Update Oct 30: David Roberts added a PS to his piece claiming that his analysis is good because Ash Grove Cement, Nucor Steel, Boeing (the state’s largest private-sector employer), etc. etc. don’t count as “large polluters”. Shameful.

Initiative 1631 is a “carbon fee” measure that will be on the ballot in Washington State next week. It exempts the state’s only coal-fired power plant, and it also exempts a long list of manufacturing businesses: the bullet list from Sightline Institute, a supporter of I-1631, includes “Paper and pulp mills, Glass manufacturers, Certain food and juice producers, Iron, Aluminum, Steel producers, Cement refineries, Semiconductor and related device manufacturers, [and] Aircraft and related aircraft part manufacturers.”

The Yes campaign argues that there are good reasons for these exemptions—manufacturers are EITE (Energy Intensive Trade Exposed) businesses that might lose competitiveness in national or international markets under a state-level carbon price, and the coal plant is exempt because of a provision that exempts all coal-fired power plants that are scheduled to shut down by 2025—but there should be no argument that these exemptions exist.
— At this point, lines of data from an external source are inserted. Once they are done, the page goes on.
// Gossip Tests
// Tests for per-peer outbound queues and fire-and-forget delivery

use async_trait::async_trait;
use docledger::ledger::Entry;
use docledger::sync::{GossipConfig, GossipEngine, Message, MessageType};
use docledger::transport::{MemoryNetwork, MessageHandler, PeerAddress};
use std::sync::{Arc, Mutex};
use std::time::Duration;

/// Records every message it receives
#[derive(Default)]
struct Recorder {
    received: Mutex<Vec<MessageType>>,
}

impl Recorder {
    fn count(&self) -> usize {
        self.received.lock().unwrap().len()
    }
}

#[async_trait]
impl MessageHandler for Recorder {
    async fn handle_message(&self, message: Message) -> Option<Message> {
        self.received.lock().unwrap().push(message.message_type());
        None
    }
}

/// Never finishes handling a message
struct Stuck;

#[async_trait]
impl MessageHandler for Stuck {
    async fn handle_message(&self, _message: Message) -> Option<Message> {
        std::future::pending::<()>().await;
        None
    }
}

async fn wait_until<F: Fn() -> bool>(condition: F) -> bool {
    for _ in 0..100 {
        if condition() {
            return true;
        }
        tokio::time::sleep(Duration::from_millis(10)).await;
    }
    condition()
}

fn addr(host: &str) -> PeerAddress {
    PeerAddress::tcp(host, 3000)
}

// ============================================================================
// DELIVERY
// ============================================================================

#[tokio::test]
async fn test_broadcast_reaches_every_peer() {
    let network = MemoryNetwork::new();
    let a = Arc::new(Recorder::default());
    let b = Arc::new(Recorder::default());
    network.register(addr("10.0.0.2"), &a);
    network.register(addr("10.0.0.3"), &b);

    let engine = GossipEngine::new(network.client(), GossipConfig::default());
    let accepted = engine.broadcast(
        &Message::NewEntry(Entry::genesis()),
        &[addr("10.0.0.2"), addr("10.0.0.3")],
    );

    assert_eq!(accepted, 2);
    assert!(wait_until(|| a.count() == 1 && b.count() == 1).await);
    assert_eq!(a.received.lock().unwrap()[0], MessageType::NewEntry);
    assert_eq!(engine.session_peers().len(), 2);
}

#[tokio::test]
async fn test_messages_delivered_in_order() {
    let network = MemoryNetwork::new();
    let peer = Arc::new(Recorder::default());
    network.register(addr("10.0.0.2"), &peer);

    let engine = GossipEngine::new(network.client(), GossipConfig::default());
    engine.broadcast(&Message::NewEntry(Entry::genesis()), &[addr("10.0.0.2")]);
    engine.broadcast(&Message::PeerAnnouncement(addr("10.0.0.9")), &[addr("10.0.0.2")]);

    assert!(wait_until(|| peer.count() == 2).await);
    assert_eq!(
        *peer.received.lock().unwrap(),
        vec![MessageType::NewEntry, MessageType::PeerAnnouncement]
    );
}

// ============================================================================
// FAILURE ISOLATION
// ============================================================================

#[tokio::test]
async fn test_unreachable_peer_does_not_block_others() {
    let network = MemoryNetwork::new();
    let healthy = Arc::new(Recorder::default());
    network.register(addr("10.0.0.2"), &healthy);

    let engine = GossipEngine::new(
        network.client(),
        GossipConfig::new().with_reconnect_backoff(Duration::from_millis(5)),
    );
    let accepted = engine.broadcast(
        &Message::NewEntry(Entry::genesis()),
        &[addr("10.0.0.99"), addr("10.0.0.2")],
    );

    // Enqueueing succeeds for both; delivery only for the reachable one
    assert_eq!(accepted, 2);
    assert!(wait_until(|| healthy.count() == 1).await);
    assert!(wait_until(|| engine.stats().send_failures >= 1).await);
    assert!(wait_until(|| engine.stats().messages_sent == 1).await);
}

#[tokio::test]
async fn test_full_queue_drops_instead_of_blocking() {
    let network = MemoryNetwork::new();
    let stuck = Arc::new(Stuck);
    network.register(addr("10.0.0.2"), &stuck);

    let engine = GossipEngine::new(network.client(), GossipConfig::new().with_queue_depth(1));
    let targets = [addr("10.0.0.2")];

    let mut accepted = 0;
    for _ in 0..10 {
        accepted += engine.broadcast(&Message::NewEntry(Entry::genesis()), &targets);
        tokio::task::yield_now().await;
    }

    // One message in flight, at most one buffered; the rest were dropped
    assert!(accepted <= 2);
    assert_eq!(engine.stats().messages_dropped, 10 - accepted as u64);
}

#[tokio::test]
async fn test_shutdown_clears_sessions() {
    let network = MemoryNetwork::new();
    let peer = Arc::new(Recorder::default());
    network.register(addr("10.0.0.2"), &peer);

    let engine = GossipEngine::new(network.client(), GossipConfig::default());
    engine.broadcast(&Message::Ping, &[addr("10.0.0.2")]);
    engine.shutdown();

    assert!(engine.session_peers().is_empty());
}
So it is troubling to read the following (boldface added) from Seattle-based Vox journalist David Roberts:

This extreme funding imbalance has resulted in a blizzard of misleading No on 1631 ads on local television. (I can testify — during the World Series, it was relentless, and I didn’t see a single Yes on 1631 ad.)
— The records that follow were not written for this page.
// Conflict Resolver - Longest valid chain wins
//
// Pulls full chains from peers and picks the longest one that passes
// full-chain validation. Equal length never wins, whatever the content.
// A failing peer only removes itself from consideration.

use crate::ledger::{AuthoritySet, ChainValidator, Entry};
use crate::sync::protocol::Message;
use crate::transport::{PeerAddress, PeerClient, TransportError};
use std::sync::Arc;
use std::time::Duration;
use tokio::time::timeout;
use tracing::{debug, warn};

/// Outcome of scanning peers for a better chain
#[derive(Clone, Debug, Default)]
pub struct ResolveReport {
    /// Peers asked for their chain
    pub peers_queried: usize,
    /// Peers that failed to answer (unreachable, timed out, malformed)
    pub peers_failed: usize,
    /// Chains that were long enough but failed validation
    pub chains_rejected: usize,
    /// Longest valid chain seen, if it beats the local length
    pub best: Option<(PeerAddress, Vec<Entry>)>,
}

impl ResolveReport {
    /// Length of the winning candidate, if any
    pub fn best_len(&self) -> Option<usize> {
        self.best.as_ref().map(|(_, chain)| chain.len())
    }
}

/// Pulls and compares peer chains
pub struct ConflictResolver {
    client: Arc<dyn PeerClient>,
    peer_timeout: Duration,
}

impl ConflictResolver {
    pub fn new(client: Arc<dyn PeerClient>, peer_timeout: Duration) -> Self {
        Self {
            client,
            peer_timeout,
        }
    }

    /// Request a peer's complete chain, bounded by the peer timeout
    pub async fn fetch_chain(&self, peer: &PeerAddress) -> Result<Vec<Entry>, TransportError> {
        let reply = timeout(self.peer_timeout, self.client.request(peer, Message::ChainRequest))
            .await
            .map_err(|_| TransportError::Timeout)??;

        match reply {
            Message::ChainResponse(chain) => Ok(chain),
            other => Err(TransportError::ReceiveFailed(format!(
                "expected ChainResponse, got {:?}",
                other.message_type()
            ))),
        }
    }

    /// Scan `peers` for the longest valid chain strictly longer than `local_len`.
    ///
    /// No lock is held here; the caller decides whether to replace its chain.
    pub async fn find_longest(
        &self,
        peers: &[PeerAddress],
        local_len: usize,
        authorities: &AuthoritySet,
    ) -> ResolveReport {
        let mut report = ResolveReport::default();
        let mut max_len = local_len;

        for peer in peers {
            report.peers_queried += 1;

            let chain = match self.fetch_chain(peer).await {
                Ok(chain) => chain,
                Err(e) if e.is_timeout() => {
                    warn!(peer = %peer, "chain pull timed out");
                    report.peers_failed += 1;
                    continue;
                }
                Err(e) => {
                    warn!(peer = %peer, error = %e, "chain pull failed");
                    report.peers_failed += 1;
                    continue;
                }
            };

            if chain.len() <= max_len {
                debug!(peer = %peer, len = chain.len(), max_len, "peer chain not longer");
                continue;
            }

            match ChainValidator::check_full_chain(&chain, authorities) {
                Ok(()) => {
                    debug!(peer = %peer, len = chain.len(), "new best candidate");
                    max_len = chain.len();
                    report.best = Some((peer.clone(), chain));
                }
                Err(reason) => {
                    warn!(peer = %peer, %reason, "peer chain rejected");
                    report.chains_rejected += 1;
                }
            }
        }

        report
    }
}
The ads claim the carbon fee is too big (it will crush families!) and that it’s too small (it won’t reduce carbon emissions at all!), that it exempts the state’s biggest polluters (it exempts one, which is already scheduled to close), and that the revenue will go into an unaccountable slush fund (it won’t).

It is factually inaccurate for Roberts to say that I-1631 exempts only one of the state’s biggest polluters. Go look at EPA FLIGHT data and you can see that the exempt manufacturers burn a lot of fossil fuels. As noted above, there might be good reasons for these exemptions, but the ads for the No campaign are correct in saying that I-1631 “exempts many of Washington’s largest polluters”.
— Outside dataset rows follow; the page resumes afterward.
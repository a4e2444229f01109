// ChainStore - Durable storage for a node's ledger
//
// The whole chain is stored under a single key and overwritten on every
// mutation. There is no append log and nothing to compact.

use crate::ledger::Entry;
use std::path::Path;
use std::sync::atomic::{AtomicBool, AtomicUsize, Ordering};
use std::sync::{Arc, Mutex};
use thiserror::Error;
use tracing::debug;

/// Key layout
mod keys {
    pub const CHAIN: &[u8] = b"ledger:chain";
    pub const NODE_NAME: &[u8] = b"ledger:node_name";
}

/// Errors from storage operations
#[derive(Error, Debug)]
pub enum StoreError {
    #[error("Failed to open database: {0}")]
    OpenFailed(String),

    #[error("Database operation failed: {0}")]
    DatabaseError(String),

    #[error("Serialization failed: {0}")]
    SerializationFailed(String),

    #[error("Deserialization failed: {0}")]
    DeserializationFailed(String),

    #[error("Flush failed: {0}")]
    FlushFailed(String),

    #[error("Write refused: {0}")]
    WriteRefused(String),
}

impl From<sled::Error> for StoreError {
    fn from(err: sled::Error) -> Self {
        StoreError::DatabaseError(err.to_string())
    }
}

/// Statistics about the storage
#[derive(Clone, Debug)]
pub struct StorageStats {
    /// Number of keys in the database
    pub key_count: usize,
    /// Approximate disk size in bytes
    pub disk_size_bytes: u64,
}

/// Somewhere a ledger can keep its chain
pub trait ChainStorage: Send + Sync {
    /// Replace the stored chain with `entries`; durable once this returns Ok
    fn save_chain(&self, entries: &[Entry]) -> Result<(), StoreError>;

    /// Load the stored chain, if one was ever saved
    fn load_chain(&self) -> Result<Option<Vec<Entry>>, StoreError>;
}

fn encode_chain(entries: &[Entry]) -> Result<Vec<u8>, StoreError> {
    postcard::to_allocvec(entries).map_err(|e| StoreError::SerializationFailed(e.to_string()))
}

fn decode_chain(bytes: &[u8]) -> Result<Vec<Entry>, StoreError> {
    postcard::from_bytes(bytes).map_err(|e| StoreError::DeserializationFailed(e.to_string()))
}

/// sled-backed chain storage
///
/// One database per node, opened under a node-identity-scoped directory.
pub struct ChainStore {
    db: sled::Db,
}

impl ChainStore {
    /// Open or create a store at the given path
    pub fn open<P: AsRef<Path>>(path: P) -> Result<Self, StoreError> {
        let db = sled::open(path).map_err(|e| StoreError::OpenFailed(e.to_string()))?;
        Ok(Self { db })
    }

    /// Open the store for `node_name` under `data_dir`
    pub fn open_for_node<P: AsRef<Path>>(data_dir: P, node_name: &str) -> Result<Self, StoreError> {
        let store = Self::open(data_dir.as_ref().join(node_name))?;
        if store.load_node_name()?.is_none() {
            store.save_node_name(node_name)?;
        }
        Ok(store)
    }

    /// Check if the store is empty
    pub fn is_empty(&self) -> Result<bool, StoreError> {
        Ok(self.db.is_empty())
    }

    /// Flush all pending writes to disk
    pub fn flush(&self) -> Result<(), StoreError> {
        self.db
            .flush()
            .map_err(|e| StoreError::FlushFailed(e.to_string()))?;
        Ok(())
    }

    /// Get storage statistics
    pub fn stats(&self) -> Result<StorageStats, StoreError> {
        Ok(StorageStats {
            key_count: self.db.len(),
            disk_size_bytes: self.db.size_on_disk().unwrap_or(0),
        })
    }

    /// Record which node owns this store
    pub fn save_node_name(&self, node_name: &str) -> Result<(), StoreError> {
        self.db.insert(keys::NODE_NAME, node_name.as_bytes())?;
        self.flush()
    }

    /// Load the owning node's name
    pub fn load_node_name(&self) -> Result<Option<String>, StoreError> {
        match self.db.get(keys::NODE_NAME)? {
            Some(bytes) => String::from_utf8(bytes.to_vec())
                .map(Some)
                .map_err(|e| StoreError::DeserializationFailed(e.to_string())),
            None => Ok(None),
        }
    }
}

impl ChainStorage for ChainStore {
    fn save_chain(&self, entries: &[Entry]) -> Result<(), StoreError> {
        let bytes = encode_chain(entries)?;
        self.db.insert(keys::CHAIN, bytes)?;
        self.flush()?;
        debug!(len = entries.len(), "chain persisted");
        Ok(())
    }

    fn load_chain(&self) -> Result<Option<Vec<Entry>>, StoreError> {
        match self.db.get(keys::CHAIN)? {
            Some(bytes) => Ok(Some(decode_chain(&bytes)?)),
            None => Ok(None),
        }
    }
}

/// In-memory chain storage for tests and throwaway nodes
///
/// Holds the encoded chain exactly as the sled store would, and can be told
/// to refuse writes to exercise persistence failures.
#[derive(Default)]
pub struct MemoryChainStore {
    chain: Mutex<Option<Vec<u8>>>,
    fail_writes: AtomicBool,
    writes: AtomicUsize,
}

impl MemoryChainStore {
    pub fn new() -> Self {
        Self::default()
    }

    /// Make every subsequent write fail (or succeed again)
    pub fn set_fail_writes(&self, fail: bool) {
        self.fail_writes.store(fail, Ordering::SeqCst);
    }

    /// Number of successful writes so far
    pub fn write_count(&self) -> usize {
        self.writes.load(Ordering::SeqCst)
    }
}

impl ChainStorage for MemoryChainStore {
    fn save_chain(&self, entries: &[Entry]) -> Result<(), StoreError> {
        if self.fail_writes.load(Ordering::SeqCst) {
            return Err(StoreError::WriteRefused("writes disabled".to_string()));
        }
        let bytes = encode_chain(entries)?;
        let mut slot = self
            .chain
            .lock()
            .map_err(|e| StoreError::DatabaseError(e.to_string()))?;
        *slot = Some(bytes);
        self.writes.fetch_add(1, Ordering::SeqCst);
        Ok(())
    }

    fn load_chain(&self) -> Result<Option<Vec<Entry>>, StoreError> {
        let slot = self
            .chain
            .lock()
            .map_err(|e| StoreError::DatabaseError(e.to_string()))?;
        slot.as_deref().map(decode_chain).transpose()
    }
}

/// Shared handle, so a caller can keep inspecting a store the ledger owns
impl<S: ChainStorage + ?Sized> ChainStorage for Arc<S> {
    fn save_chain(&self, entries: &[Entry]) -> Result<(), StoreError> {
        (**self).save_chain(entries)
    }

    fn load_chain(&self) -> Result<Option<Vec<Entry>>, StoreError> {
        (**self).load_chain()
    }
}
Even more troubling is that Roberts knows that what he wrote is factually inaccurate. Go look at his previous post about I-1631 and you will find him saying that he’d like to see “fewer industries exempted”. This is solid evidence that Roberts is intentionally lying when he says that 1631 only exempts one large polluter.

Perhaps that’s why Roberts appears to be uninterested in correcting the record. I tweeted at him on Friday afternoon, shortly after the post went up, and got no response. On Saturday I sent him a Direct Message and got a completely inappropriate response:

david1

It’s now Sunday afternoon (12:45pm PT) and Roberts still hasn’t corrected his piece. (See more below.)

One final point—one that raises even more red flags about Roberts’s conduct because it clearly shows the possibility of collusion—is that his inaccurate reporting aligns perfectly with the equally inaccurate talking points of the Yes on 1631 campaign. See for example this head-spinning Twitter thread featuring baloney from 1631 supporter Goldy, or this excerpt from the piece in The Nation by 1631 supporter (and 350.org board chair) KC Golden:

Big Oil’s strategy against 1631 is straight out of Steve Bannon’s playbook: “flood the zone with shit” to confuse the issue. Their most shameless tactic is claiming that they oppose 1631 because it exempts “the state’s largest polluter[s].” They’re referring to the Centralia coal-fired power plant.

Wow is this Orwellian. The ads for the No campaign are correct in saying that I-1631 “exempts many of the state’s largest polluters”. KC Golden spins this by using brackets to get from “the state’s largest polluters” to “the state’s largest polluter[s]”—making it seem like adding the “s” in “polluters” was a mistake by the No campaign!—and then goes from there to focus on the coal plant.

Perhaps David Roberts should end up where Golden is: as an activist, writing opinion pieces for activist publications that have higher priorities than factual accuracy. Perhaps. All I know for sure, based on what I’ve read, is that David Roberts shouldn’t be a journalist for a publication like Vox.

PS. For the record, here’s my response to Roberts’s Direct Message question about “Can you explain what you mean when you say you’re trying to stay out of it?”

I’m trying to treat 1631 the way I wish they had treated 732: not my preferred approach but I’m trying to let them have their swing at the ball without getting in their way. In keeping with what I consider to be my moral obligations (see the blog post I wrote in April) I’ve expressed my concerns about 1631 but have done it in a pretty mild way and since then I’ve pretty much avoided being newsworthy on 1631. I think I’ve accomplished that by keeping my opinions mostly to myself and sticking to the facts (and focusing on my newborn baby boy!). But I’m not going to sit back and do nothing if I see what appears to be a journalist colluding with the Yes campaign in an effort to mislead the public. Come on, David, please confirm for me that you’re better than that. And don’t make me waste my Sunday making a stink about this with your editors etc.

Roberts’s response, in part:

I have no idea what alleged error you are referring to.